The church was constructed from a single continuous corbelled vault, with the splayed walls of the base supporting the roof. This style of construction provides Gallarus’s distinctive shape; from a distance it appears like the hull of an upturned boat. Gallarus is one of only three drystone churches that still has an intact corbelled roof (the other two being on Skellig Michael). There are around 36 drystone churches known in Ireland, and of these a remarkable 31 of them (or 86%) are located along the Iveragh and Dingle Peninsulas, a region that was encompassed by the early medieval kingdom of Corcu Dubine. Archaeologists like Tomás Ó Carrigáin and Peter Harbison have suggested that these drystone churches may reflect the spread of the cult of St. Brendan the Navigator, so perhaps the distinctive boat shape of Gallarus is a further expression of this. However Ó Carrigáin does further note that drystone buildings were becoming more common in Corcu Dubine in secular as well as ecclesiastical settlements, so it may be a reflection of the architectural fashion of the time.

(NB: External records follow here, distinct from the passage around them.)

//! Farbschema fuer Wegpunkt-Marker.
//!
//! `ThemeOptions` enthält alle zur Laufzeit änderbaren Farben.
//! Die `const`-Werte bleiben als Fallback/Default erhalten.

use crate::core::{ThemeProvider, WaypointStyle};
use anyhow::{Context, Result};
use serde::{Deserialize, Serialize};
use std::fs;
use std::io;
use std::path::{Path, PathBuf};

// ── Wegpunkt-Farben ────────────────────────────────────────────────

/// Home-Position (RGBA: Grün).
pub const WAYPOINT_COLOR_HOME: [f32; 4] = [0.2, 0.9, 0.2, 1.0];
/// Aktuelles Ziel (RGBA: Magenta).
pub const WAYPOINT_COLOR_CURRENT: [f32; 4] = [1.0, 0.0, 1.0, 1.0];
/// Startpunkt (RGBA: Blau).
pub const WAYPOINT_COLOR_TAKEOFF: [f32; 4] = [0.2, 0.7, 1.0, 1.0];
/// Landepunkt (RGBA: Orange).
pub const WAYPOINT_COLOR_LAND: [f32; 4] = [1.0, 0.5, 0.1, 1.0];
/// Loiter (RGBA: Gelb).
pub const WAYPOINT_COLOR_LOITER: [f32; 4] = [1.0, 1.0, 0.0, 1.0];
/// Return-to-Launch (RGBA: Rot).
pub const WAYPOINT_COLOR_RTL: [f32; 4] = [0.9, 0.1, 0.1, 1.0];
/// Normaler Wegpunkt (RGBA: Cyan).
pub const WAYPOINT_COLOR_DEFAULT: [f32; 4] = [0.0, 0.8, 1.0, 1.0];
/// Sonstige Kommandos (RGBA: Grau).
pub const WAYPOINT_COLOR_OTHER: [f32; 4] = [0.6, 0.6, 0.6, 1.0];

/// Alle konfigurierbaren Marker-Farben.
/// Wird als `gcs_mission_map.toml` neben der Binary gespeichert.
#[derive(Debug, Clone, Serialize, Deserialize, PartialEq)]
pub struct ThemeOptions {
    /// Farbe der Home-Position
    pub waypoint_color_home: [f32; 4],
    /// Farbe des aktuellen Ziels
    pub waypoint_color_current: [f32; 4],
    /// Farbe fuer Takeoff
    pub waypoint_color_takeoff: [f32; 4],
    /// Farbe fuer Land
    pub waypoint_color_land: [f32; 4],
    /// Farbe fuer Loiter-Kommandos
    pub waypoint_color_loiter: [f32; 4],
    /// Farbe fuer Return-to-Launch
    #[serde(default = "default_waypoint_color_rtl")]
    pub waypoint_color_rtl: [f32; 4],
    /// Farbe normaler Wegpunkte
    pub waypoint_color_default: [f32; 4],
    /// Farbe sonstiger Kommandos
    #[serde(default = "default_waypoint_color_other")]
    pub waypoint_color_other: [f32; 4],
}

impl Default for ThemeOptions {
    fn default() -> Self {
        Self {
            waypoint_color_home: WAYPOINT_COLOR_HOME,
            waypoint_color_current: WAYPOINT_COLOR_CURRENT,
            waypoint_color_takeoff: WAYPOINT_COLOR_TAKEOFF,
            waypoint_color_land: WAYPOINT_COLOR_LAND,
            waypoint_color_loiter: WAYPOINT_COLOR_LOITER,
            waypoint_color_rtl: WAYPOINT_COLOR_RTL,
            waypoint_color_default: WAYPOINT_COLOR_DEFAULT,
            waypoint_color_other: WAYPOINT_COLOR_OTHER,
        }
    }
}

/// Serde-Default für `waypoint_color_rtl` (Abwärtskompatibilität älterer TOML-Dateien).
fn default_waypoint_color_rtl() -> [f32; 4] {
    WAYPOINT_COLOR_RTL
}

/// Serde-Default für `waypoint_color_other` (Abwärtskompatibilität).
fn default_waypoint_color_other() -> [f32; 4] {
    WAYPOINT_COLOR_OTHER
}

impl ThemeOptions {
    /// Liest ein Farbschema aus TOML-Text.
    pub fn from_toml_str(content: &str) -> Result<Self> {
        toml::from_str(content).context("Farbschema ist kein gueltiges TOML")
    }

    /// Kategorien, deren Farbe vom Standard-Farbschema abweicht.
    pub fn overridden_styles(&self) -> Vec<WaypointStyle> {
        let defaults = Self::default();
        WaypointStyle::ALL
            .into_iter()
            .filter(|&style| self.waypoint_color(style) != defaults.waypoint_color(style))
            .collect()
    }

    /// Laedt das Farbschema aus einer TOML-Datei.
    ///
    /// Eine fehlende Datei ist kein Fehler; unlesbare oder fehlerhafte Dateien
    /// werden gemeldet. In beiden Faellen gilt das Standard-Farbschema.
    pub fn load_from_file(path: &Path) -> Self {
        let content = match fs::read_to_string(path) {
            Ok(content) => content,
            Err(e) if e.kind() == io::ErrorKind::NotFound => {
                log::debug!("Kein Farbschema unter {}, Standardfarben aktiv", path.display());
                return Self::default();
            }
            Err(e) => {
                log::warn!(
                    "Farbschema {} nicht lesbar ({}), Standardfarben aktiv",
                    path.display(),
                    e
                );
                return Self::default();
            }
        };

        match Self::from_toml_str(&content) {
            Ok(theme) => {
                let overridden = theme.overridden_styles();
                log::info!(
                    "Farbschema {}: {} von {} Marker-Farben angepasst {:?}",
                    path.display(),
                    overridden.len(),
                    WaypointStyle::ALL.len(),
                    overridden
                );
                theme
            }
            Err(e) => {
                log::warn!("{}: {:#}, Standardfarben aktiv", path.display(), e);
                Self::default()
            }
        }
    }

    /// Schreibt das Farbschema als TOML, z. B. als Vorlage fuer eigene Farben.
    pub fn save_to_file(&self, path: &Path) -> Result<()> {
        let content = toml::to_string_pretty(self).context("Farbschema nicht serialisierbar")?;
        fs::write(path, content)
            .with_context(|| format!("Farbschema nicht schreibbar: {}", path.display()))?;
        log::info!(
            "Farbschema nach {} geschrieben ({} angepasste Farben)",
            path.display(),
            self.overridden_styles().len()
        );
        Ok(())
    }

    /// Standard-Ort des Farbschemas: `gcs_mission_map.toml` neben der Binary,
    /// ersatzweise im Arbeitsverzeichnis.
    pub fn config_path() -> PathBuf {
        const FILE_NAME: &str = "gcs_mission_map.toml";
        match std::env::current_exe() {
            Ok(exe) => exe.with_file_name(FILE_NAME),
            Err(e) => {
                log::debug!("Pfad der Binary unbekannt ({}), nutze Arbeitsverzeichnis", e);
                PathBuf::from(FILE_NAME)
            }
        }
    }
}

impl ThemeProvider for ThemeOptions {
    fn waypoint_color(&self, style: WaypointStyle) -> [f32; 4] {
        match style {
            WaypointStyle::Home => self.waypoint_color_home,
            WaypointStyle::CurrentTarget => self.waypoint_color_current,
            WaypointStyle::Takeoff => self.waypoint_color_takeoff,
            WaypointStyle::Land => self.waypoint_color_land,
            WaypointStyle::Loiter => self.waypoint_color_loiter,
            WaypointStyle::ReturnToLaunch => self.waypoint_color_rtl,
            WaypointStyle::Waypoint => self.waypoint_color_default,
            WaypointStyle::Other => self.waypoint_color_other,
        }
    }
}

/// Formatiert eine RGBA-Farbe als `#rrggbbaa`.
pub fn color_to_hex(color: [f32; 4]) -> String {
    let [r, g, b, a] = color.map(|c| (c.clamp(0.0, 1.0) * 255.0).round() as u8);
    format!("#{r:02x}{g:02x}{b:02x}{a:02x}")
}

#[cfg(test)]
mod tests {
    use super::*;

    fn temp_path(name: &str) -> PathBuf {
        std::env::temp_dir().join(format!("gcs_mission_map_{}_{}", std::process::id(), name))
    }

    #[test]
    fn missing_file_falls_back_to_defaults() {
        let theme = ThemeOptions::load_from_file(&temp_path("does_not_exist.toml"));
        assert_eq!(theme, ThemeOptions::default());
    }

    #[test]
    fn broken_file_falls_back_to_defaults() {
        let path = temp_path("broken.toml");
        std::fs::write(&path, "waypoint_color_home = \"gruen\"").unwrap();
        let theme = ThemeOptions::load_from_file(&path);
        std::fs::remove_file(&path).ok();
        assert_eq!(theme, ThemeOptions::default());
    }

    #[test]
    fn save_and_load() {
        let path = temp_path("roundtrip.toml");
        let theme = ThemeOptions {
            waypoint_color_land: [0.5, 0.25, 0.0, 1.0],
            ..ThemeOptions::default()
        };
        theme.save_to_file(&path).unwrap();
        let loaded = ThemeOptions::load_from_file(&path);
        std::fs::remove_file(&path).ok();
        assert_eq!(loaded, theme);
    }

    #[test]
    fn optional_fields_use_serde_defaults() {
        let content = r#"
            waypoint_color_home = [0.0, 1.0, 0.0, 1.0]
            waypoint_color_current = [1.0, 0.0, 1.0, 1.0]
            waypoint_color_takeoff = [0.2, 0.7, 1.0, 1.0]
            waypoint_color_land = [1.0, 0.5, 0.1, 1.0]
            waypoint_color_loiter = [1.0, 1.0, 0.0, 1.0]
            waypoint_color_default = [0.0, 0.8, 1.0, 1.0]
        "#;
        let theme = ThemeOptions::from_toml_str(content).unwrap();
        assert_eq!(theme.waypoint_color_home, [0.0, 1.0, 0.0, 1.0]);
        assert_eq!(theme.waypoint_color_rtl, WAYPOINT_COLOR_RTL);
        assert_eq!(theme.waypoint_color_other, WAYPOINT_COLOR_OTHER);
        assert_eq!(theme.overridden_styles(), vec![WaypointStyle::Home]);
    }

    #[test]
    fn default_theme_has_no_overrides() {
        assert!(ThemeOptions::default().overridden_styles().is_empty());
    }

    #[test]
    fn overridden_styles_lists_changed_colors() {
        let theme = ThemeOptions {
            waypoint_color_land: [0.5, 0.25, 0.0, 1.0],
            waypoint_color_other: [0.0, 0.0, 0.0, 1.0],
            ..ThemeOptions::default()
        };
        assert_eq!(
            theme.overridden_styles(),
            vec![WaypointStyle::Land, WaypointStyle::Other]
        );
    }

    #[test]
    fn invalid_toml_reports_context() {
        let err = ThemeOptions::from_toml_str("waypoint_color_home = \"gruen\"")
            .expect_err("ungueltige Farbe");
        assert!(format!("{err:#}").contains("Farbschema ist kein gueltiges TOML"));
    }

    #[test]
    fn save_reports_unwritable_path() {
        let path = temp_path("no_such_dir").join("theme.toml");
        let err = ThemeOptions::default()
            .save_to_file(&path)
            .expect_err("Verzeichnis fehlt");
        assert!(format!("{err:#}").contains("Farbschema nicht schreibbar"));
    }

    #[test]
    fn config_path_names_theme_file() {
        let path = ThemeOptions::config_path();
        assert_eq!(
            path.file_name().and_then(|n| n.to_str()),
            Some("gcs_mission_map.toml")
        );
    }

    #[test]
    fn hex_formatting() {
        assert_eq!(color_to_hex([1.0, 0.0, 1.0, 1.0]), "#ff00ffff");
        assert_eq!(color_to_hex([0.0, 0.8, 1.0, 1.0]), "#00ccffff");
        assert_eq!(color_to_hex([2.0, -1.0, 0.5, 0.0]), "#ff008000");
    }
}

Just outside the oratory you can see a leacht or altar feature with an early cross slab that bears the Latin inscription COLUM MAC DINET, which is thought to translate to ‘The Stone of Colum, Son of Dinet…’. Though this is uncertain.
As it is located on the Dingle Peninsula, Gallarus Oratory is a very popular site with visitors, but in between the coach tours it is possible to have the church almost to yourself while you take in the atmosphere.